- **Data entries**:
━━━━

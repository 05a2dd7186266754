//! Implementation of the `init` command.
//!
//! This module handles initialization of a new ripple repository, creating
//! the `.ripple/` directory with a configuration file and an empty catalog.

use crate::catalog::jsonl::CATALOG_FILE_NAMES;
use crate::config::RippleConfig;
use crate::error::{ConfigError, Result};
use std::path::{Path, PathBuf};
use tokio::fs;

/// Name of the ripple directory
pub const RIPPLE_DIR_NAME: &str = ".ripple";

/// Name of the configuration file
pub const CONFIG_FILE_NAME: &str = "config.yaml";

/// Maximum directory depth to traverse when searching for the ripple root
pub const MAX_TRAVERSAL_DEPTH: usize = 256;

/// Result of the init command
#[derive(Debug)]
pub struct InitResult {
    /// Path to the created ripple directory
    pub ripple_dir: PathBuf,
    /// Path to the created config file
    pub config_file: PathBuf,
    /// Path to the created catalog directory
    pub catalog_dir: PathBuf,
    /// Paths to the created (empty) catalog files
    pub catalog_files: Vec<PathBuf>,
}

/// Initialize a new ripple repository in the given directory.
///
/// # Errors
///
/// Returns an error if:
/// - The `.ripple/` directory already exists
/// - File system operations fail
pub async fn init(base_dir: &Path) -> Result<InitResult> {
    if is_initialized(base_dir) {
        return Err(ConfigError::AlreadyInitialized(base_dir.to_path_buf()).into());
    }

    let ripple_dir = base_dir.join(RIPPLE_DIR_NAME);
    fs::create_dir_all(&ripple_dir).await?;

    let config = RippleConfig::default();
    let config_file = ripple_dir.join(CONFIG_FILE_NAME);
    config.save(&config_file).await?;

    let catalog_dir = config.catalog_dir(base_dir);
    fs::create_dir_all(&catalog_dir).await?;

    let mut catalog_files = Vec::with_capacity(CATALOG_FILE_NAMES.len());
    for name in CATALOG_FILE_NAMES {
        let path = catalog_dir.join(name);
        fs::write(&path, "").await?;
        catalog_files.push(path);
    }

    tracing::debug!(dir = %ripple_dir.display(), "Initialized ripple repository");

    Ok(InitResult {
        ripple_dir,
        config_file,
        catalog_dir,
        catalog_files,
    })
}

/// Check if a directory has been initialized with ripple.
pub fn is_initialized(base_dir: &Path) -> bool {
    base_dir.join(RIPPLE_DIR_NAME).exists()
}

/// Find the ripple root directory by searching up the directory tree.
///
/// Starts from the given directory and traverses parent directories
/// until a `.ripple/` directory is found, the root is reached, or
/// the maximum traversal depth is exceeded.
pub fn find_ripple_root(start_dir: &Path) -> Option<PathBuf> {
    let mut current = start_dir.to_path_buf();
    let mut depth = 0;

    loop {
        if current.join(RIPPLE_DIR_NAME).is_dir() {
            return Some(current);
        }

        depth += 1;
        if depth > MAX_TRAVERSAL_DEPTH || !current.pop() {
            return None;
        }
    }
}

━━━━

A word-for-word transcription of all the data is needed.

repository 05a2dd7186266754
//! Implementation of the `init` command.
//!
//! This module handles initialization of a new ripple repository, creating
//! the `.ripple/` directory with a configuration file and an empty catalog.

use crate::catalog::jsonl::CATALOG_FILE_NAMES;
use crate::config::RippleConfig;
use crate::error::{ConfigError, Result};
use std::path::{Path, PathBuf};
use tokio::fs;

/// Name of the ripple directory
pub const RIPPLE_DIR_NAME: &str = ".ripple";

/// Name of the configuration file
pub const CONFIG_FILE_NAME: &str = "config.yaml";

/// Maximum directory depth to traverse when searching for the ripple root
pub const MAX_TRAVERSAL_DEPTH: usize = 256;

/// Result of the init command
#[derive(Debug)]
pub struct InitResult {
    /// Path to the created ripple directory
    pub ripple_dir: PathBuf,
    /// Path to the created config file
    pub config_file: PathBuf,
    /// Path to the created catalog directory
    pub catalog_dir: PathBuf,
    /// Paths to the created (empty) catalog files
    pub catalog_files: Vec<PathBuf>,
}

/// Initialize a new ripple repository in the given directory.
///
/// # Errors
///
/// Returns an error if:
/// - The `.ripple/` directory already exists
/// - File system operations fail
pub async fn init(base_dir: &Path) -> Result<InitResult> {
    if is_initialized(base_dir) {
        return Err(ConfigError::AlreadyInitialized(base_dir.to_path_buf()).into());
    }

    let ripple_dir = base_dir.join(RIPPLE_DIR_NAME);
    fs::create_dir_all(&ripple_dir).await?;

    let config = RippleConfig::default();
    let config_file = ripple_dir.join(CONFIG_FILE_NAME);
    config.save(&config_file).await?;

    let catalog_dir = config.catalog_dir(base_dir);
    fs::create_dir_all(&catalog_dir).await?;

    let mut catalog_files = Vec::with_capacity(CATALOG_FILE_NAMES.len());
    for name in CATALOG_FILE_NAMES {
        let path = catalog_dir.join(name);
        fs::write(&path, "").await?;
        catalog_files.push(path);
    }

    tracing::debug!(dir = %ripple_dir.display(), "Initialized ripple repository");

    Ok(InitResult {
        ripple_dir,
        config_file,
        catalog_dir,
        catalog_files,
    })
}

/// Check if a directory has been initialized with ripple.
pub fn is_initialized(base_dir: &Path) -> bool {
    base_dir.join(RIPPLE_DIR_NAME).exists()
}

/// Find the ripple root directory by searching up the directory tree.
///
/// Starts from the given directory and traverses parent directories
/// until a `.ripple/` directory is found, the root is reached, or
/// the maximum traversal depth is exceeded.
pub fn find_ripple_root(start_dir: &Path) -> Option<PathBuf> {
    let mut current = start_dir.to_path_buf();
    let mut depth = 0;

    loop {
        if current.join(RIPPLE_DIR_NAME).is_dir() {
            return Some(current);
        }

        depth += 1;
        if depth > MAX_TRAVERSAL_DEPTH || !current.pop() {
            return None;
        }
    }
}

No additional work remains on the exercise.